Saved entries
--------------------
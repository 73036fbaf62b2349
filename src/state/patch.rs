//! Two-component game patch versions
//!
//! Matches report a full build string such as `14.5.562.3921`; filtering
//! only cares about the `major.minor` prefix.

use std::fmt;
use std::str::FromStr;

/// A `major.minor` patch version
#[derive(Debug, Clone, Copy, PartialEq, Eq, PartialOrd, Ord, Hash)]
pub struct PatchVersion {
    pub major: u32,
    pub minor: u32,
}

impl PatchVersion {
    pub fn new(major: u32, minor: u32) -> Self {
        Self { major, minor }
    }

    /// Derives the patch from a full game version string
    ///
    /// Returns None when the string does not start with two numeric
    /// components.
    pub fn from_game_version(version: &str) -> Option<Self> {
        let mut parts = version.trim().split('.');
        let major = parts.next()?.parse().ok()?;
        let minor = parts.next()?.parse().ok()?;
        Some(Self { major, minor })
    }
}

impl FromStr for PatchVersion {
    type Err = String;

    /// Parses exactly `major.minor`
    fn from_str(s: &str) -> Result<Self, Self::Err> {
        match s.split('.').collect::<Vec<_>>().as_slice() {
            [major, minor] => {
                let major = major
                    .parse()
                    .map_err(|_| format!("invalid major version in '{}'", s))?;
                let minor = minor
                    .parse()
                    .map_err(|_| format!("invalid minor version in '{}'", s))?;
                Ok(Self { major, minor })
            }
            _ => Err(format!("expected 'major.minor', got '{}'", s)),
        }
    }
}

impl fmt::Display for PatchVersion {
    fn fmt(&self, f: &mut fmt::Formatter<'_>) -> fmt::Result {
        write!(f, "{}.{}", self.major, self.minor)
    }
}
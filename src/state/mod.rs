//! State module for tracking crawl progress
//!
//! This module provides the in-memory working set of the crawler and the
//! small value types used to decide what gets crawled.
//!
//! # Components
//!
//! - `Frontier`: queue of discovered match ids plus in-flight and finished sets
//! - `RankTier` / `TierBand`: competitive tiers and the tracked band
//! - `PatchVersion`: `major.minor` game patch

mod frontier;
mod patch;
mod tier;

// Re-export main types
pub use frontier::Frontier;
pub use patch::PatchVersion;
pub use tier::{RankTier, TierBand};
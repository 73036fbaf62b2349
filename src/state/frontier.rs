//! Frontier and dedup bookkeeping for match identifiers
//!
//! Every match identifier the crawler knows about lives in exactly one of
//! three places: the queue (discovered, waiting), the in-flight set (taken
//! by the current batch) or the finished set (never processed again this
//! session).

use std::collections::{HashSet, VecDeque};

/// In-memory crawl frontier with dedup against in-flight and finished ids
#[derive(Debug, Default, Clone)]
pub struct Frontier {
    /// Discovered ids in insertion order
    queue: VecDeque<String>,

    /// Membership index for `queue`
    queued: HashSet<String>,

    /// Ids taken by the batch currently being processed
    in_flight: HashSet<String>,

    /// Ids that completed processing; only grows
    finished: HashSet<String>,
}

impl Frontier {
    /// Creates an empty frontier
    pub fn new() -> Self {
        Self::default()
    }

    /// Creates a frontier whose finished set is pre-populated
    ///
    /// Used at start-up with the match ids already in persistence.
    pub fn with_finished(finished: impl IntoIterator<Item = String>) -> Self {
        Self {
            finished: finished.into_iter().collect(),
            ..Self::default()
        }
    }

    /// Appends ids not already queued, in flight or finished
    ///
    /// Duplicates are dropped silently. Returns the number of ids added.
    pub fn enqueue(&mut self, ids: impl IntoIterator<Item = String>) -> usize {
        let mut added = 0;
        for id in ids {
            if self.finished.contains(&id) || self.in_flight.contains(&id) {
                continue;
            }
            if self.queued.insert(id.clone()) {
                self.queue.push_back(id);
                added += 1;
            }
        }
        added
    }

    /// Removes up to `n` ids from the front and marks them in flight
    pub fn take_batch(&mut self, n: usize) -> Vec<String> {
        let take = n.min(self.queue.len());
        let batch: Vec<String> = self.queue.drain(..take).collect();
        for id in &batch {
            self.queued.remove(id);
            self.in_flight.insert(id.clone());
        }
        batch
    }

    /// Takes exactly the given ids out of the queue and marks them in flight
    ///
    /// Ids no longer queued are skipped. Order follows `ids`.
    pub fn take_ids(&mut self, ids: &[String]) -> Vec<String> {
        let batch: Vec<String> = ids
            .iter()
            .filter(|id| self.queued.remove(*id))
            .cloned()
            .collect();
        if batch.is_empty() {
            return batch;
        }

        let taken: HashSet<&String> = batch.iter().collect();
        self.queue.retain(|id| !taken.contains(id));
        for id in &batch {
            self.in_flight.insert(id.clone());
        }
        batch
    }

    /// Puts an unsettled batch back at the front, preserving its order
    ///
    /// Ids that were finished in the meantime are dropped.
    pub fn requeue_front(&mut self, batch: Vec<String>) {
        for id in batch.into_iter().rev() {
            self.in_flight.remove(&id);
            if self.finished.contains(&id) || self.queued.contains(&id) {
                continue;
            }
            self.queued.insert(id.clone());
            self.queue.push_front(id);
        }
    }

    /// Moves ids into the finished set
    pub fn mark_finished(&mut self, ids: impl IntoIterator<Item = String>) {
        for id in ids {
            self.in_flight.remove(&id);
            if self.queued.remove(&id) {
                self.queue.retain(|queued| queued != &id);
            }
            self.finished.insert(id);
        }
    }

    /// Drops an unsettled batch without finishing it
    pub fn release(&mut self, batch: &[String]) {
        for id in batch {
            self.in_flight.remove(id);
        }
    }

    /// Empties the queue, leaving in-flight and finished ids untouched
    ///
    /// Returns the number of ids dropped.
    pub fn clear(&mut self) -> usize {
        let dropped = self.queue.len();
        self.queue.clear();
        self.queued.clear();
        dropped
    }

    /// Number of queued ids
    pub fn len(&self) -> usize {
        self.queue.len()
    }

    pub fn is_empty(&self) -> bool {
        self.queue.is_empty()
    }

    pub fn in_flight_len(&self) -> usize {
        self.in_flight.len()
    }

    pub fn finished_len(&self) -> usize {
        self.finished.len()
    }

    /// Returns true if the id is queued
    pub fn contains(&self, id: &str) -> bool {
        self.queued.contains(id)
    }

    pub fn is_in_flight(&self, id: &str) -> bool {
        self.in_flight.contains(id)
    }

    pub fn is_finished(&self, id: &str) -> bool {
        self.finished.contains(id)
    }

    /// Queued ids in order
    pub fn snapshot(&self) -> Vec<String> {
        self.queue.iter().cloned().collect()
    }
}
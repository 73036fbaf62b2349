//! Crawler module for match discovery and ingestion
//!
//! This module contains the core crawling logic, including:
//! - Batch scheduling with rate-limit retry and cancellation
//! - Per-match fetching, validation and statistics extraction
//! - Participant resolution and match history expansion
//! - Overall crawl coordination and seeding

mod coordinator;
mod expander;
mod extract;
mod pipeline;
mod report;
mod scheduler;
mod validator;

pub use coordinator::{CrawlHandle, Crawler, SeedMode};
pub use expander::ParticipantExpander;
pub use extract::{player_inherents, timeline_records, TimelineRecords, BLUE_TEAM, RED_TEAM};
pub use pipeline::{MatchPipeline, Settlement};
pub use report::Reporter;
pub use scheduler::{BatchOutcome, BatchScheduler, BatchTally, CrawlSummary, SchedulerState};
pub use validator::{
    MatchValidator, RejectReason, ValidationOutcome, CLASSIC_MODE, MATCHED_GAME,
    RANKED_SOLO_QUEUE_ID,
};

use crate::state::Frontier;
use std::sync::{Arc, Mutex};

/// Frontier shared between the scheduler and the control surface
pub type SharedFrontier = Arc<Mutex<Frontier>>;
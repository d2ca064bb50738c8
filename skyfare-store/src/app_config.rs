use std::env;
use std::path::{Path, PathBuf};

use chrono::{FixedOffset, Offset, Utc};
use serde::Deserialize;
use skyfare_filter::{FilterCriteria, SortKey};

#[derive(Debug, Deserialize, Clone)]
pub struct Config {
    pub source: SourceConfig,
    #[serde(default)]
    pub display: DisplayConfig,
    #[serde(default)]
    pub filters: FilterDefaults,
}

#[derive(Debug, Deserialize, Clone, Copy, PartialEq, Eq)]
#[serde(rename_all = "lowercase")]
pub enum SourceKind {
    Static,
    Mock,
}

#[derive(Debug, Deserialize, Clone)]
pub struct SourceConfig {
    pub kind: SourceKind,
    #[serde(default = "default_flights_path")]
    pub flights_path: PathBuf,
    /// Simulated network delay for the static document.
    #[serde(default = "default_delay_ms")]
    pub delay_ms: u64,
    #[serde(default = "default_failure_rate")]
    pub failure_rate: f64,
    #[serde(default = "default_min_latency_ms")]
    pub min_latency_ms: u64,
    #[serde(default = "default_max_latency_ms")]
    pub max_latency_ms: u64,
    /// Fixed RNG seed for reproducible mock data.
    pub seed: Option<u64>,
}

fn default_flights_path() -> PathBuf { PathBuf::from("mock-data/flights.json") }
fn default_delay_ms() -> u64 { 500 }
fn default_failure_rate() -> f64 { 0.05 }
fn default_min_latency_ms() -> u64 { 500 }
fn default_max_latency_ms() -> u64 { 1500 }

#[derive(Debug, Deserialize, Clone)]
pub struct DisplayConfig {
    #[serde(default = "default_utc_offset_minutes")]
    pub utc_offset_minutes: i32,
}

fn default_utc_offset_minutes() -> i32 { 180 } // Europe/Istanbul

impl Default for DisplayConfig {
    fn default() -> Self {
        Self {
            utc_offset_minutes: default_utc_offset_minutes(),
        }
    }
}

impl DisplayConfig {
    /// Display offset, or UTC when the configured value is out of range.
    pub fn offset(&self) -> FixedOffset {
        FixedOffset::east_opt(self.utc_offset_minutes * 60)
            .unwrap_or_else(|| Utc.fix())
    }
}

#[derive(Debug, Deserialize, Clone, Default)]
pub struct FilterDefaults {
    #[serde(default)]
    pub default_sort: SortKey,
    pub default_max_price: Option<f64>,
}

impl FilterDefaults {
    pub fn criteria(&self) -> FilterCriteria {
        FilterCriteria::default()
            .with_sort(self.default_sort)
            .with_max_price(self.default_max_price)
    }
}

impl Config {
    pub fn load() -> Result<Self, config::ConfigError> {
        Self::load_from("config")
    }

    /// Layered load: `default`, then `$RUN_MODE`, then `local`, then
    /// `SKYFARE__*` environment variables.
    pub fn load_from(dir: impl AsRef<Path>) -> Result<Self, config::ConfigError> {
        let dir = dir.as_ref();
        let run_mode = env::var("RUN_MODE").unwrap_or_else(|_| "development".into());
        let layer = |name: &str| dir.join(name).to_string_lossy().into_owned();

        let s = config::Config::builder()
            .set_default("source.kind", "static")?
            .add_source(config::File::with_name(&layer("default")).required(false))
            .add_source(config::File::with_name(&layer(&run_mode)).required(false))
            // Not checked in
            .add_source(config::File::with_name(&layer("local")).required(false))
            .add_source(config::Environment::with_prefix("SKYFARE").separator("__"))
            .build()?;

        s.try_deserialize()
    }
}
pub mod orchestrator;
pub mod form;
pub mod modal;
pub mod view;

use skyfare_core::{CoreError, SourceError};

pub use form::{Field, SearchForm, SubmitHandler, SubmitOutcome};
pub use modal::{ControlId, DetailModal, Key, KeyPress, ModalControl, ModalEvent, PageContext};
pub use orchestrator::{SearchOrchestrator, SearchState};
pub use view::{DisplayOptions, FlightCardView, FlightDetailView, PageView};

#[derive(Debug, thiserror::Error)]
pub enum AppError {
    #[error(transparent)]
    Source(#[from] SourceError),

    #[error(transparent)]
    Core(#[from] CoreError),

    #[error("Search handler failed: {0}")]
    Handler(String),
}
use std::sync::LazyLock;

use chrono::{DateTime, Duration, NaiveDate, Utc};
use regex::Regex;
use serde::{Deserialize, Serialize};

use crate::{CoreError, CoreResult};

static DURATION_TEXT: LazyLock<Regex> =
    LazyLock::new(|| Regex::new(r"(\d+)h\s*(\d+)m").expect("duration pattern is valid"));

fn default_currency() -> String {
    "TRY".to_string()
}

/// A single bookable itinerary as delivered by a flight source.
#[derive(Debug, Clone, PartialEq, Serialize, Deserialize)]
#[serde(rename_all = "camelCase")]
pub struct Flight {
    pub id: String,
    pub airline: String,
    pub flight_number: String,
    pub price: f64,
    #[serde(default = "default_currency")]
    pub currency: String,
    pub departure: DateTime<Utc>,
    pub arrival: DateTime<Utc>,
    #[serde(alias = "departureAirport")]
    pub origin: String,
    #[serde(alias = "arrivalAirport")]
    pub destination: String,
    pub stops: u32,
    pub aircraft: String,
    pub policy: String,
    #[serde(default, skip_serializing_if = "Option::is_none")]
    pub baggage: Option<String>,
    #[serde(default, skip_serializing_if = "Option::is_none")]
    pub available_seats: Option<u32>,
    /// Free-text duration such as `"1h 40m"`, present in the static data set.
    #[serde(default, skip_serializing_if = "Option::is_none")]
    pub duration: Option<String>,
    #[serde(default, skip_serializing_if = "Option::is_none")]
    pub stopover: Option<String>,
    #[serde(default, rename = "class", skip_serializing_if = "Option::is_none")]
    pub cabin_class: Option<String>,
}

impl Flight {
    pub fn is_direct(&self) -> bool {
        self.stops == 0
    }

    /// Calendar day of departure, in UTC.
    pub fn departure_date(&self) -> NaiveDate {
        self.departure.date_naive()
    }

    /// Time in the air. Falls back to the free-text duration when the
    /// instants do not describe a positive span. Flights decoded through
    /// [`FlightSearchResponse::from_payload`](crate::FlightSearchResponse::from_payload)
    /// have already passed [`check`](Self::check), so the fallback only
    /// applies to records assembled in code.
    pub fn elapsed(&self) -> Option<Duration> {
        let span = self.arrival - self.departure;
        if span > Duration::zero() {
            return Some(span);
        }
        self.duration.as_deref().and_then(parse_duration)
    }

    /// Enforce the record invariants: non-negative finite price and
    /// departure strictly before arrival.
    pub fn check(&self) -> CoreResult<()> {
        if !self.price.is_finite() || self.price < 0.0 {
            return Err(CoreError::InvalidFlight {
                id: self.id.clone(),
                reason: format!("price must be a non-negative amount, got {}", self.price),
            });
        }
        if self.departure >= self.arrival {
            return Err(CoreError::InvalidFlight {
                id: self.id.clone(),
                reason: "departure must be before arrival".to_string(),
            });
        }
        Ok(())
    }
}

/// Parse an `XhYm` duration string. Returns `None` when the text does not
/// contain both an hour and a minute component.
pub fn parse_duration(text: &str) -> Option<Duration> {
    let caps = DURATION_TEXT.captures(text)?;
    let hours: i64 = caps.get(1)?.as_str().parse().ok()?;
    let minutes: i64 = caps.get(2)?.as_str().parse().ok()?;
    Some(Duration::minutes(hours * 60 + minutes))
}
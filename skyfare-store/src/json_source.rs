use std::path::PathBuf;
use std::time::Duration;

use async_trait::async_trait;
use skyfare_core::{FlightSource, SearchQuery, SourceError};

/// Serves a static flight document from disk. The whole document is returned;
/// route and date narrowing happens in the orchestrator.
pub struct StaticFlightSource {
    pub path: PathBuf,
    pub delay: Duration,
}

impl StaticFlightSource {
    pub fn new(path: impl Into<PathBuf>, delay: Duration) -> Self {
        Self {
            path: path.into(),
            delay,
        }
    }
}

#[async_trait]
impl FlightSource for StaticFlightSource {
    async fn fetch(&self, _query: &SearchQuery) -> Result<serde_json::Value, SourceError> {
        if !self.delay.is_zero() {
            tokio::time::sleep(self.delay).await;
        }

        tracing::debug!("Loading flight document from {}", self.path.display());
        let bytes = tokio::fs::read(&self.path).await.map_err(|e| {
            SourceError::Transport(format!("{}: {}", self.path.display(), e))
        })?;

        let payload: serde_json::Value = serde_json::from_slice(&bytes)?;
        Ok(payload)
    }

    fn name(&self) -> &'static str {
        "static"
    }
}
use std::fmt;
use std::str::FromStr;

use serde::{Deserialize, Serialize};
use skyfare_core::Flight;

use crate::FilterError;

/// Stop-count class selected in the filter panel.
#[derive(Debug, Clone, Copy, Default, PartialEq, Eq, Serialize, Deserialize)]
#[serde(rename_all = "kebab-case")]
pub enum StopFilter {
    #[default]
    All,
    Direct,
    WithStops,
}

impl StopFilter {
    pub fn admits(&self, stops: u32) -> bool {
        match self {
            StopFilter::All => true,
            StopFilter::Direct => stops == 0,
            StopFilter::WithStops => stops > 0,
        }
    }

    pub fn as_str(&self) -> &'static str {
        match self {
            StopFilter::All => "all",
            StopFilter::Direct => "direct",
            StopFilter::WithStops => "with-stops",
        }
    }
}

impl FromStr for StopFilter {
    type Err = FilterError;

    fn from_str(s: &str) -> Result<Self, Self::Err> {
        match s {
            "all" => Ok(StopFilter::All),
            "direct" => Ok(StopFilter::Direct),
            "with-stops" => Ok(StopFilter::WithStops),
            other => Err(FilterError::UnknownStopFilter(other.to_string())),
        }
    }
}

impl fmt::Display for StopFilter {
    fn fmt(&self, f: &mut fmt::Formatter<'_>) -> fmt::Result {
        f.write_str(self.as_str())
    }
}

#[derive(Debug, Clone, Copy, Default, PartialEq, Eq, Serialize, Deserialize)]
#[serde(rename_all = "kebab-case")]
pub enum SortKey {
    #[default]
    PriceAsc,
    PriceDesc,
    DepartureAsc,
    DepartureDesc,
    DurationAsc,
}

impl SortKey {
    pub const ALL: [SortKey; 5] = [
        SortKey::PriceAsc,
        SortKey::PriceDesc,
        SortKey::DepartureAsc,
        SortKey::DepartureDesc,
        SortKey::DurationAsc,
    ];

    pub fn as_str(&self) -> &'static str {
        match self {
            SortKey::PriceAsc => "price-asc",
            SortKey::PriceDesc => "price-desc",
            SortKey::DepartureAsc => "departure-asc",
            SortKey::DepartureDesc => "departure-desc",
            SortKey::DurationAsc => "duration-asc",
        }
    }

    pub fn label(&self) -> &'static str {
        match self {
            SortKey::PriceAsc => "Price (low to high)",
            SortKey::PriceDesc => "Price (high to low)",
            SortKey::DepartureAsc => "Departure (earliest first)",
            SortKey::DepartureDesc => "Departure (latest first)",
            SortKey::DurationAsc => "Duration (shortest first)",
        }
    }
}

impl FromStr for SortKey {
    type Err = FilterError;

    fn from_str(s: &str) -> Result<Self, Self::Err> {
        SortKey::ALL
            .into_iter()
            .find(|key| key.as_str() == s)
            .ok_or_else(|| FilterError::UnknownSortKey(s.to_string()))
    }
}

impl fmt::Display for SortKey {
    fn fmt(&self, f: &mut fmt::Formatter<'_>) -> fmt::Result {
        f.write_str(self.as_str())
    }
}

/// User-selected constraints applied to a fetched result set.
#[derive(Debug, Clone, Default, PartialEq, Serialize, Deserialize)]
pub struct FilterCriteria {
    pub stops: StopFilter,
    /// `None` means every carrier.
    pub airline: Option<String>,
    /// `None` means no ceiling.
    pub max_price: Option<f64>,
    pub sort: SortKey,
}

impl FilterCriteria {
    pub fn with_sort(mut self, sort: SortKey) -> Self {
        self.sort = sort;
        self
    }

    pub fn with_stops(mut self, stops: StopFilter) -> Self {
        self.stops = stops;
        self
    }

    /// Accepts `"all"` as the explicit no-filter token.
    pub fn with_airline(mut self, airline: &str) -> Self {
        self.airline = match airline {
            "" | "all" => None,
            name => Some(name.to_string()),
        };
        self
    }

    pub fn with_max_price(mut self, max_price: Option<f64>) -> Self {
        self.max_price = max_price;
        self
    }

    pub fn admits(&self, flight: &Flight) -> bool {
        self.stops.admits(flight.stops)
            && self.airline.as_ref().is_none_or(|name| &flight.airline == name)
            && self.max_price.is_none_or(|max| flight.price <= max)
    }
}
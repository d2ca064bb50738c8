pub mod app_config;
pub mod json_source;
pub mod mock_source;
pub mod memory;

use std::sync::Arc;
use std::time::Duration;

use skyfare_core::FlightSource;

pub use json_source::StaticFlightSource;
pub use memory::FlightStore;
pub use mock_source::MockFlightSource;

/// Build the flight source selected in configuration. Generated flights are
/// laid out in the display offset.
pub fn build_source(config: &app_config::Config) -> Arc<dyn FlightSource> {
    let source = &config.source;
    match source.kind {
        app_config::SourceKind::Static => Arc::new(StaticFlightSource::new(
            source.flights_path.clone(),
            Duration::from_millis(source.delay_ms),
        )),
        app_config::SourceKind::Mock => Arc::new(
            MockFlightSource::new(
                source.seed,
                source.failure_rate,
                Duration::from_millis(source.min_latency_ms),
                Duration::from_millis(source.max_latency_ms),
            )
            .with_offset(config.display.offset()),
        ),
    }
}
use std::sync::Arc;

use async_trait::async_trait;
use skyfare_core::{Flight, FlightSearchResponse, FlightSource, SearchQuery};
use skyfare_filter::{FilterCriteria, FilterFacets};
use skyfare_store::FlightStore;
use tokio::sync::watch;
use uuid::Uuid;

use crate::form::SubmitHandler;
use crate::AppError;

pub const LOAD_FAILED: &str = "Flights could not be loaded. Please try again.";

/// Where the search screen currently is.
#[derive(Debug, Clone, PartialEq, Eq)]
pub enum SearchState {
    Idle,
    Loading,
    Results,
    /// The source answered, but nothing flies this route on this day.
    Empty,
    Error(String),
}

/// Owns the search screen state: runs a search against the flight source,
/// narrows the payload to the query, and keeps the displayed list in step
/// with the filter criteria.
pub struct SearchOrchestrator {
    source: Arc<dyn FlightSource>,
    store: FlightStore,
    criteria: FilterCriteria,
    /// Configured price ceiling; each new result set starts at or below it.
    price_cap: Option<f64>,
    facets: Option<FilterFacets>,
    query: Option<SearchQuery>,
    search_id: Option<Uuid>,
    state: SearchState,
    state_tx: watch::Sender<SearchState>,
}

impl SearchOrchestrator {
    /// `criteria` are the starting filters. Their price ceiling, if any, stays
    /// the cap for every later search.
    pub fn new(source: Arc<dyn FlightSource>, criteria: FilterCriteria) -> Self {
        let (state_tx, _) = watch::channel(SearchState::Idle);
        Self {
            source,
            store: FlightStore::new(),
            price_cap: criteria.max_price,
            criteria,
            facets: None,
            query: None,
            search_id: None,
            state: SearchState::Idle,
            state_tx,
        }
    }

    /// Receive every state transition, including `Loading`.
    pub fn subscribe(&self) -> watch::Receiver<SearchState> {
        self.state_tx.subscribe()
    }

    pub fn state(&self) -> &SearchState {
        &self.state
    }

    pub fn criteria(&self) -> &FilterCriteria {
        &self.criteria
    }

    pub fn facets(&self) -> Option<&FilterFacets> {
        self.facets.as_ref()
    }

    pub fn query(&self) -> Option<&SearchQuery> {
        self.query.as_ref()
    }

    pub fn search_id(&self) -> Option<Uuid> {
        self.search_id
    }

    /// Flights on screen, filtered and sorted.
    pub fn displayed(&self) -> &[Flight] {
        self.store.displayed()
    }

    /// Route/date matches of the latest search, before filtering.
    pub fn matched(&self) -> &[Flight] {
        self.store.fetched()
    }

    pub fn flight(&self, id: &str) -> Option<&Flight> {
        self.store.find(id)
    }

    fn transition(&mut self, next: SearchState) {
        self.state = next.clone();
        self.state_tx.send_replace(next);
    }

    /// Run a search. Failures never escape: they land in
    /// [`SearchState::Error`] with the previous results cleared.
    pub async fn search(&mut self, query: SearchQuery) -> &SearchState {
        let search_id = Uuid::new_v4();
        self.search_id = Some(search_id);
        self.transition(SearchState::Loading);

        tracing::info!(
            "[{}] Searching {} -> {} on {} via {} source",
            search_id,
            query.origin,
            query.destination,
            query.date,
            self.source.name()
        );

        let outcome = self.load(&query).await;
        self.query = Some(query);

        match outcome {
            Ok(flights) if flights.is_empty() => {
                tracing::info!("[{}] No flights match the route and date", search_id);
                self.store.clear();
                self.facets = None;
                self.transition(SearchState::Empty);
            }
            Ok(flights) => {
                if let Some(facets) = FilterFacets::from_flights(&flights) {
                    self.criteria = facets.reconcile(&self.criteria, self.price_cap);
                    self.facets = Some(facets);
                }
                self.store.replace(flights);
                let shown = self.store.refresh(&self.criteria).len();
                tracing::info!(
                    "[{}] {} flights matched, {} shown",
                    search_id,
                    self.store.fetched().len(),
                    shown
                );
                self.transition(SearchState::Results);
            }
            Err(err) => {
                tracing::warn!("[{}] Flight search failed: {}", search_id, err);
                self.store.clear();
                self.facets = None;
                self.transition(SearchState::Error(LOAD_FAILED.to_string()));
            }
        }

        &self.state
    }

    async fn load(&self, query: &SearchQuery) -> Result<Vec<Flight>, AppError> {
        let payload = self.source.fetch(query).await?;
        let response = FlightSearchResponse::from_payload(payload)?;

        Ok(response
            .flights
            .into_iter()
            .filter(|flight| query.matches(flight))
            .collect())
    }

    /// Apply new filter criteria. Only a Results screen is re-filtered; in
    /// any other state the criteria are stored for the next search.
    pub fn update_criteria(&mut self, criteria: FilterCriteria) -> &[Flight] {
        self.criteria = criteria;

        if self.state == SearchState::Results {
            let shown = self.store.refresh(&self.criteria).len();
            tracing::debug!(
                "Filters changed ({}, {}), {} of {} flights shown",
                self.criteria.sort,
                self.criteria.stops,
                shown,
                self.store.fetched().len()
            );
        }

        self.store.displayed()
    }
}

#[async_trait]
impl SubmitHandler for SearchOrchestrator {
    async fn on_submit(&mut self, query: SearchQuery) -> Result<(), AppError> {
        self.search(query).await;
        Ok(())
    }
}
--------------------
_Work instructions_:
Among the lines of the data, which ones contain the word "Some"? Show them.

_Problem solution_:
        Some(Self { major, minor })
            return Some(span);
    Some(Duration::minutes(hours * 60 + minutes))
            name => Some(name.to_string()),
        self.search_id = Some(search_id);
        self.query = Some(query);
                if let Some(facets) = FilterFacets::from_flights(&flights) {
                    self.facets = Some(facets);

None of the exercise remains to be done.